[Excerpted data — start]
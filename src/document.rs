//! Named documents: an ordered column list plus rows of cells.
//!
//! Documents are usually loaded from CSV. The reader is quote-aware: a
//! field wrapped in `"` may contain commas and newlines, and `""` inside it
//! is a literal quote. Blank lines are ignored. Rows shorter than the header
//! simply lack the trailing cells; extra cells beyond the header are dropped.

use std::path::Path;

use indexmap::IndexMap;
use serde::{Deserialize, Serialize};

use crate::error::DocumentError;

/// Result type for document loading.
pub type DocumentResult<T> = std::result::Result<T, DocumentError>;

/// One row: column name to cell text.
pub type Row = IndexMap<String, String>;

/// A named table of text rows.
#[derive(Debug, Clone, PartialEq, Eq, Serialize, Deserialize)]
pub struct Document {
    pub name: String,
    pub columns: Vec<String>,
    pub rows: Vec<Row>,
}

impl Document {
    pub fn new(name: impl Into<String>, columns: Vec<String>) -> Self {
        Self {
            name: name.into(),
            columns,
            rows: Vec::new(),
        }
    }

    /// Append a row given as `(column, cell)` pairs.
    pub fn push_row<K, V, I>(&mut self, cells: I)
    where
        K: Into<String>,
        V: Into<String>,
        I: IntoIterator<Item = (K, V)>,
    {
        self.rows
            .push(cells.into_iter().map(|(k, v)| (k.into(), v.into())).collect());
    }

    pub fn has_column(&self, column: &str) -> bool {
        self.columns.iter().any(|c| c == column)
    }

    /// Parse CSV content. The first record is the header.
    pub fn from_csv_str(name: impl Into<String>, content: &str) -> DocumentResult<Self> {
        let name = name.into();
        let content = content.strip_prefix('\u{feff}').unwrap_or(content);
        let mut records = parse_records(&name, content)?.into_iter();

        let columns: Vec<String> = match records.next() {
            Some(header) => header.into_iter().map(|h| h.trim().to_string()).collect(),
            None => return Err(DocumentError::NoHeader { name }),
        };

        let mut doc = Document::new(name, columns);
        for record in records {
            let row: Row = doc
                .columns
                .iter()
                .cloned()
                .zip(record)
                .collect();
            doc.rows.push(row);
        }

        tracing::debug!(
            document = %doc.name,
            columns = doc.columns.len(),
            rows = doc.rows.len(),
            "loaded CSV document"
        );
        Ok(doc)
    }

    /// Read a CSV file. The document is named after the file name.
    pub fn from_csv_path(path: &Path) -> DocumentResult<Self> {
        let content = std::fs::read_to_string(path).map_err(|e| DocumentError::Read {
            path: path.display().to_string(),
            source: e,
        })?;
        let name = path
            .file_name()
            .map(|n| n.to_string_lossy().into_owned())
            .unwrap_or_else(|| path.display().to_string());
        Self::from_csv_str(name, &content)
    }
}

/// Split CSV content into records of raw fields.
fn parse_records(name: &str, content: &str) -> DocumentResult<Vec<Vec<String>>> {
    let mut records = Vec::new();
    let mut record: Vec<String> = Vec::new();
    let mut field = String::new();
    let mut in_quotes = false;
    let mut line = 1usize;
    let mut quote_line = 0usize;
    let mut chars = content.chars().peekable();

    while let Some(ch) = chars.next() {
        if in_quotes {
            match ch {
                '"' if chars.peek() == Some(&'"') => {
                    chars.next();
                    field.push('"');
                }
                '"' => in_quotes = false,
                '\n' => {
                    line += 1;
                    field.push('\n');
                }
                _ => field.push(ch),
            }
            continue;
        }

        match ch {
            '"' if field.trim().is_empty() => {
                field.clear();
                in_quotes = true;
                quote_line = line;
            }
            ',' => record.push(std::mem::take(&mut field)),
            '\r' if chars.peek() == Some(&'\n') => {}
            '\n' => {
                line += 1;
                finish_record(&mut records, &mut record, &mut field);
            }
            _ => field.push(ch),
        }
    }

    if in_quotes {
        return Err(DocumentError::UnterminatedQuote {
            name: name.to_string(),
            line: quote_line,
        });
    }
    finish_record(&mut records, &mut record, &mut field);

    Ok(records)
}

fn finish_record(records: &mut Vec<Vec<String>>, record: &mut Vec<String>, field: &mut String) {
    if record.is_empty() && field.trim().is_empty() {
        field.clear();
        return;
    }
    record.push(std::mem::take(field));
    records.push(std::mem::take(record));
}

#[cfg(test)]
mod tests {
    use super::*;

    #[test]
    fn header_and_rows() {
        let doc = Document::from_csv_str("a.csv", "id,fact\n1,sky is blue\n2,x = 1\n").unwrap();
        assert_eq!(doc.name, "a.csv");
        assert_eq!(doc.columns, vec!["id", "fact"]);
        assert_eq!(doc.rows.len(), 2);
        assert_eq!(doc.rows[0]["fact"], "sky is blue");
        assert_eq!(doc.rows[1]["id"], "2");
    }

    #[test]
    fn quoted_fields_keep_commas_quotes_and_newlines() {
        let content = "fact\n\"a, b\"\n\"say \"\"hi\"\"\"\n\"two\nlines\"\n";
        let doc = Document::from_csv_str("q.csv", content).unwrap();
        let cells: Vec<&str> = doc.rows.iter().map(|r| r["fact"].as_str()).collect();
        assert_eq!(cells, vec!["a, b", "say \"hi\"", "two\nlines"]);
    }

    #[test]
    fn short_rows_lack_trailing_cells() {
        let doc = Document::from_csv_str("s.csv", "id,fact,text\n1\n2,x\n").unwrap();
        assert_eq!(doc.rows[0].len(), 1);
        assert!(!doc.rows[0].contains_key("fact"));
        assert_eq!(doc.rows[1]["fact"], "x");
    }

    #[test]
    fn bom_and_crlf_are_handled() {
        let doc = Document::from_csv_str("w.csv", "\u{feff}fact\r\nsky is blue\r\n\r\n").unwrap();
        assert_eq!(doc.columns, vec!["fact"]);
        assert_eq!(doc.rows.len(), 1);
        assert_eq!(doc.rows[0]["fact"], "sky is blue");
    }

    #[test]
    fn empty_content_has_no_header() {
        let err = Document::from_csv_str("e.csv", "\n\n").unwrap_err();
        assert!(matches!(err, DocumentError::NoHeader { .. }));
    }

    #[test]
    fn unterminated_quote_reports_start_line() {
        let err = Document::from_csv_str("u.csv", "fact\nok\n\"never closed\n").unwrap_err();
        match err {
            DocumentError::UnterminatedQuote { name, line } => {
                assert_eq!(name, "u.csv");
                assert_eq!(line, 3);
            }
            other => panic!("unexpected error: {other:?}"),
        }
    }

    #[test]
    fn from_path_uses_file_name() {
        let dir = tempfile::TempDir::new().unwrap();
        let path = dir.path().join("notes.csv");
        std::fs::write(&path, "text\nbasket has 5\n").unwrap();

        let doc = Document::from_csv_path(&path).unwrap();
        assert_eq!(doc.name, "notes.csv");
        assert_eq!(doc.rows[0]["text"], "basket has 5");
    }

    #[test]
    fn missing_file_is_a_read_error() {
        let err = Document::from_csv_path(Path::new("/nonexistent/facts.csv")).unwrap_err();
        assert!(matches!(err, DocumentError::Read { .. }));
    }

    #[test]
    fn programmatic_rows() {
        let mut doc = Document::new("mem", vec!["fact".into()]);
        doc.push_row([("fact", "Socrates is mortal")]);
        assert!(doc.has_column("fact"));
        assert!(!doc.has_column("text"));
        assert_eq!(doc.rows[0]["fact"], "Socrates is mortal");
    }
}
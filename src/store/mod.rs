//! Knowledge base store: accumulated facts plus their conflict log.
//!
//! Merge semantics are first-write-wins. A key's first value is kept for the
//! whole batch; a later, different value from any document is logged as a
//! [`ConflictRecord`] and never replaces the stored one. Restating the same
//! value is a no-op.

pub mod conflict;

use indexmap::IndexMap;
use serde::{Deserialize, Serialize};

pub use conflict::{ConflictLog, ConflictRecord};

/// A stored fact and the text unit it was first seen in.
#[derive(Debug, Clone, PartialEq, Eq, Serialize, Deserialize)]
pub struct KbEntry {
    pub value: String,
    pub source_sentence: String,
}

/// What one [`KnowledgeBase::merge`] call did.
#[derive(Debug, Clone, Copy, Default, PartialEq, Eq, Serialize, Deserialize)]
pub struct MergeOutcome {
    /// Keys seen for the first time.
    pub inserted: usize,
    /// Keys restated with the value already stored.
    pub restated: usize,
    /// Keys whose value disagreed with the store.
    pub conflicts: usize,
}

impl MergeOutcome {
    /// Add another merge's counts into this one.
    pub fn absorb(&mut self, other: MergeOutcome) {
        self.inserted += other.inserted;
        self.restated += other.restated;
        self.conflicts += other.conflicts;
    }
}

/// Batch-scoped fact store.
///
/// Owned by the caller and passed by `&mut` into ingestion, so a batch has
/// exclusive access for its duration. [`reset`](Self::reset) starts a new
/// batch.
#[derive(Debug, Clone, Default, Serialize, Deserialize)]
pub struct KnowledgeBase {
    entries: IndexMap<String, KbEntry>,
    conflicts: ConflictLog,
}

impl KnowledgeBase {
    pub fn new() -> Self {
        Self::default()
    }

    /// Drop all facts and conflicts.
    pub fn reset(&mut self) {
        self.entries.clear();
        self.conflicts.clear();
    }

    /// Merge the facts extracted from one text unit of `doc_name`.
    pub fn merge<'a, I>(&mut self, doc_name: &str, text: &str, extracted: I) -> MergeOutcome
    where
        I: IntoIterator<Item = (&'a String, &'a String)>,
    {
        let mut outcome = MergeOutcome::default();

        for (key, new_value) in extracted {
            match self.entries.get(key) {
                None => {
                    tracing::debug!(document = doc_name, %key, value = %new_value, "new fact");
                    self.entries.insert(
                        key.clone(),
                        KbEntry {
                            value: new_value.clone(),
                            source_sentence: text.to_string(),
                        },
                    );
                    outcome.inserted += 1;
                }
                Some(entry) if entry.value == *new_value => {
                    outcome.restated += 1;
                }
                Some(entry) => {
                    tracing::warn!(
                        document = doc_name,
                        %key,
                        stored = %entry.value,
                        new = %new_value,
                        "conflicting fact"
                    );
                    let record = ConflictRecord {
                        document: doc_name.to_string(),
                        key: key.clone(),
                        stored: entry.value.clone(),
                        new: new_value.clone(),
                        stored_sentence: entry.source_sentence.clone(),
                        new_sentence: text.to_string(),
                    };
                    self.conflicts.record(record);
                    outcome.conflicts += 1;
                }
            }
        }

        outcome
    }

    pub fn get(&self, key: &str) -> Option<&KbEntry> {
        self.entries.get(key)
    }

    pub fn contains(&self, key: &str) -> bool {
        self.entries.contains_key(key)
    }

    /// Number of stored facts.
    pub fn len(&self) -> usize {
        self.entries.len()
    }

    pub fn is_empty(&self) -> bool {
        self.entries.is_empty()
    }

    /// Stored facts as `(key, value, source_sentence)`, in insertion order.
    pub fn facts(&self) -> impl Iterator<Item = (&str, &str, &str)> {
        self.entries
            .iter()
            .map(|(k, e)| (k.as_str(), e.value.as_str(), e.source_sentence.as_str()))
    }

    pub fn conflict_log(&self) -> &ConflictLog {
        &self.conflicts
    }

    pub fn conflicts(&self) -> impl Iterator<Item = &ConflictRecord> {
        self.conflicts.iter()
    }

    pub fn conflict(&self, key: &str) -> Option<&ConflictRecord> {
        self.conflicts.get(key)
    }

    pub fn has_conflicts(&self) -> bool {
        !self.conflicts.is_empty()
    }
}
[Excerpted data — finish]
= Work to complete =
Quote exactly the stretch of lines above that starts at the first one and ends at the line with "than the header", and nothing beyond it.

= Result for this task =
filename src/document.rs
//! Named documents: an ordered column list plus rows of cells.
//!
//! Documents are usually loaded from CSV. The reader is quote-aware: a
//! field wrapped in `"` may contain commas and newlines, and `""` inside it
//! is a literal quote. Blank lines are ignored. Rows shorter than the header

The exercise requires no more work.